*** Opening of RECORDS SHOWN ***
//! Greedy kernel inducing points
use log::{debug, trace, warn};
use ndarray::{Array1, Array2, Array3, ArrayView1, ArrayView2};
use serde::{Deserialize, Serialize};

use super::{RefinementSolver, Solver};
use crate::coreset::Coresubset;
use crate::data::{Dataset, SupervisedData};
use crate::error::{CoresetError, Result};
use crate::kernel::{Kernel, PrecomputedGramian};
use crate::least_squares::{MinimalEuclideanNormSolver, RegularisedLeastSquaresSolver};
use crate::max::nan_argmin;
use crate::random::{sample_batch_indices, RandomKey};

/// Cached intermediate results of [`GreedyKernelInducingPoints`]
#[derive(Clone, Debug, Serialize, Deserialize)]
pub struct GreedyKernelInducingPointsState {
    /// Feature kernel matrix padded with a zero row and column
    pub feature_gramian: PrecomputedGramian,
}

/// Greedy kernel inducing points: supervised greedy selection for kernel ridge regression.
///
/// Position by position, the candidate minimising the regression loss
/// `|y - K₁₂ (K₂₂ + λI)⁻¹ y₂|²` of the resulting coresubset is selected, where `K₁₂` is the
/// kernel matrix between all points and the coresubset and `K₂₂` the kernel matrix of the
/// coresubset. Candidates are drawn in batches of `batch_size` (all points if `None`).
/// Only uniform weights are produced.
pub struct GreedyKernelInducingPoints<K: Kernel> {
    /// Number of points in the coresubset
    pub coreset_size: usize,
    /// Key for random number generation
    pub random_key: RandomKey,
    /// Kernel on the feature space
    pub feature_kernel: K,
    /// Regularisation parameter λ of the kernel ridge regression
    pub regularisation_parameter: f64,
    /// Whether every point may be selected at most once
    pub unique: bool,
    /// Number of candidates considered per position
    pub batch_size: Option<usize>,
    /// Solver for the regularised systems
    pub least_squares_solver: Box<dyn RegularisedLeastSquaresSolver>,
}

impl<K: Kernel> GreedyKernelInducingPoints<K> {
    const DEFAULT_REGULARISATION_PARAMETER: f64 = 1e-6;

    /// Creates a [`GreedyKernelInducingPoints`] solver.
    pub fn new(coreset_size: usize, random_key: RandomKey, feature_kernel: K) -> Self {
        GreedyKernelInducingPoints {
            coreset_size,
            random_key,
            feature_kernel,
            regularisation_parameter: Self::DEFAULT_REGULARISATION_PARAMETER,
            unique: true,
            batch_size: None,
            least_squares_solver: Box::new(MinimalEuclideanNormSolver),
        }
    }

    /// Sets the regularisation parameter.
    pub fn with_regularisation_parameter(mut self, regularisation_parameter: f64) -> Self {
        self.regularisation_parameter = regularisation_parameter;
        self
    }

    /// Sets whether indices must be unique.
    pub fn with_unique(mut self, unique: bool) -> Self {
        self.unique = unique;
        self
    }

    /// Sets the number of candidates considered per position.
    pub fn with_batch_size(mut self, batch_size: usize) -> Self {
        self.batch_size = Some(batch_size);
        self
    }

    /// Sets the solver for the regularised systems.
    pub fn with_least_squares_solver(
        mut self,
        least_squares_solver: Box<dyn RegularisedLeastSquaresSolver>,
    ) -> Self {
        self.least_squares_solver = least_squares_solver;
        self
    }
}

/// Computes the greedy loss of every candidate coresubset (one per row of `candidates`).
///
/// The term `|y|²` is omitted as it does not depend on the candidate. `responses` and
/// `feature_gramian` are padded so that the sentinel index addresses zeros.
fn greedy_kernel_inducing_points_loss(
    candidates: ArrayView2<usize>,
    responses: ArrayView1<f64>,
    feature_gramian: &PrecomputedGramian,
    regularisation_parameter: f64,
    identity: ArrayView2<f64>,
    least_squares_solver: &dyn RegularisedLeastSquaresSolver,
) -> Result<Array1<f64>> {
    let (b, m) = candidates.dim();
    let n = feature_gramian.size();
    let mut gramians = Array3::zeros((b, m, m));
    let mut targets = Array2::zeros((b, m));
    for (r, candidate) in candidates.outer_iter().enumerate() {
        for (a, &ca) in candidate.iter().enumerate() {
            targets[(r, a)] = responses[ca];
            for (c, &cc) in candidate.iter().enumerate() {
                gramians[(r, a, c)] = feature_gramian.get(ca, cc);
            }
        }
    }
    let coefficients = least_squares_solver.solve_stack(
        gramians.view(),
        regularisation_parameter,
        targets.view(),
        identity,
    )?;

    let mut loss = Array1::<f64>::zeros(b);
    for ((candidate, coeffs), l) in candidates
        .outer_iter()
        .zip(coefficients.outer_iter())
        .zip(loss.iter_mut())
    {
        let mut acc = 0.0;
        for j in 0..n {
            let prediction: f64 = candidate
                .iter()
                .zip(coeffs.iter())
                .map(|(&ca, &coeff)| feature_gramian.get(j, ca) * coeff)
                .sum();
            acc += (prediction - 2.0 * responses[j]) * prediction;
        }
        *l = acc;
    }
    Ok(loss)
}

impl<K: Kernel> Solver<SupervisedData> for GreedyKernelInducingPoints<K> {
    type State = GreedyKernelInducingPointsState;

    fn reduce<'a>(
        &self,
        dataset: &'a SupervisedData,
        state: Option<GreedyKernelInducingPointsState>,
    ) -> Result<(
        Coresubset<'a, SupervisedData>,
        GreedyKernelInducingPointsState,
    )> {
        let initial = Coresubset::placeholder(0, self.coreset_size, dataset)?;
        self.refine(&initial, state)
    }
}

impl<K: Kernel> RefinementSolver<SupervisedData> for GreedyKernelInducingPoints<K> {
    fn refine<'a>(
        &self,
        coresubset: &Coresubset<'a, SupervisedData>,
        state: Option<GreedyKernelInducingPointsState>,
    ) -> Result<(
        Coresubset<'a, SupervisedData>,
        GreedyKernelInducingPointsState,
    )> {
        let dataset = coresubset.dataset();
        let n = dataset.len();
        let m = self.coreset_size;
        if self.unique && m > n {
            return Err(CoresetError::Sizing {
                coreset_size: m,
                dataset_size: n,
            });
        }
        let sentinel = n;

        // zero-weighted entries have not been selected yet
        let mut coreset_indices: Vec<usize> = coresubset
            .indices()
            .iter()
            .zip(coresubset.weights().iter())
            .map(|(&idx, &w)| if w > 0.0 { idx } else { sentinel })
            .collect();
        if m < coreset_indices.len() {
            warn!(
                "Requested coreset size {} is smaller than input 'coresubset' ({}), \
                 clipping to the correct size and proceeding...",
                m,
                coreset_indices.len()
            );
        }
        coreset_indices.resize(m, sentinel);

        let feature_gramian = match state {
            Some(state) if state.feature_gramian.covers(n) => state.feature_gramian,
            Some(state) => {
                return Err(CoresetError::ShapeMismatch(format!(
                    "cached feature gramian of {} points has shape {:?} but the dataset has {}",
                    state.feature_gramian.size(),
                    state.feature_gramian.matrix().dim(),
                    n
                )))
            }
            None => {
                debug!("computing feature gramian of {} points", n);
                PrecomputedGramian::from(&self.feature_kernel, dataset.features())
            }
        };

        let mut padded_responses = Array1::<f64>::zeros(n + 1);
        padded_responses
            .slice_mut(ndarray::s![..n])
            .assign(&dataset.responses());

        let batch_size = match self.batch_size {
            Some(batch_size) if batch_size < n => batch_size,
            _ => n,
        };
        let batch_indices = sample_batch_indices(self.random_key, n, batch_size, m)?;
        debug!(
            "greedy kernel inducing points selecting {} of {} points in batches of {}",
            m, n, batch_size
        );

        // one candidate coresubset per row
        let mut candidates = Array2::from_shape_fn((batch_size, m), |(_, c)| coreset_indices[c]);
        if m > 0 {
            candidates.column_mut(0).assign(&batch_indices.row(0));
        }

        // zero diagonal entries leave the systems of unfilled positions unregularised
        let mut identity_diag: Array1<f64> = coreset_indices
            .iter()
            .map(|&idx| if idx != sentinel { 1.0 } else { 0.0 })
            .collect();

        for i in 0..m {
            identity_diag[i] = 1.0;
            let identity = Array2::from_diag(&identity_diag);
            let mut loss = greedy_kernel_inducing_points_loss(
                candidates.view(),
                padded_responses.view(),
                &feature_gramian,
                self.regularisation_parameter,
                identity.view(),
                self.least_squares_solver.as_ref(),
            )?;

            if self.unique {
                // the current entry of position i may be retained
                for (l, &candidate) in loss.iter_mut().zip(candidates.column(i).iter()) {
                    let taken = coreset_indices
                        .iter()
                        .enumerate()
                        .any(|(j, &idx)| j != i && idx == candidate);
                    if taken {
                        *l = f64::INFINITY;
                    }
                }
            }
            let chosen = match nan_argmin(loss.view()) {
                Some(r) if loss[r].is_finite() || !self.unique => candidates[(r, i)],
                _ => self.fallback_index(&coreset_indices, i, sentinel)?,
            };
            trace!("step {}: selected index {}", i, chosen);

            candidates.column_mut(i).fill(chosen);
            if i + 1 < m {
                candidates.column_mut(i + 1).assign(&batch_indices.row(i + 1));
            }
            coreset_indices[i] = chosen;
        }

        Ok((
            Coresubset::new(coreset_indices, dataset)?,
            GreedyKernelInducingPointsState { feature_gramian },
        ))
    }
}

impl<K: Kernel> GreedyKernelInducingPoints<K> {
    /// Picks an index for position `i` when every batch candidate is already taken.
    ///
    /// Keeps the current entry if there is one, otherwise takes the smallest unused index.
    fn fallback_index(
        &self,
        coreset_indices: &[usize],
        i: usize,
        sentinel: usize,
    ) -> Result<usize> {
        let current = coreset_indices[i];
        if current != sentinel {
            return Ok(current);
        }
        (0..sentinel)
            .find(|idx| !coreset_indices.contains(idx))
            .ok_or_else(|| CoresetError::Sampling(format!("no unused index left in step {i}")))
    }
}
*** Close of RECORDS SHOWN ***
> _WHAT YOU NEED TO DO_:
How many of the lines above contain "matrix"? Give the number by itself.

> _RESULT FOR THIS TASK_:
3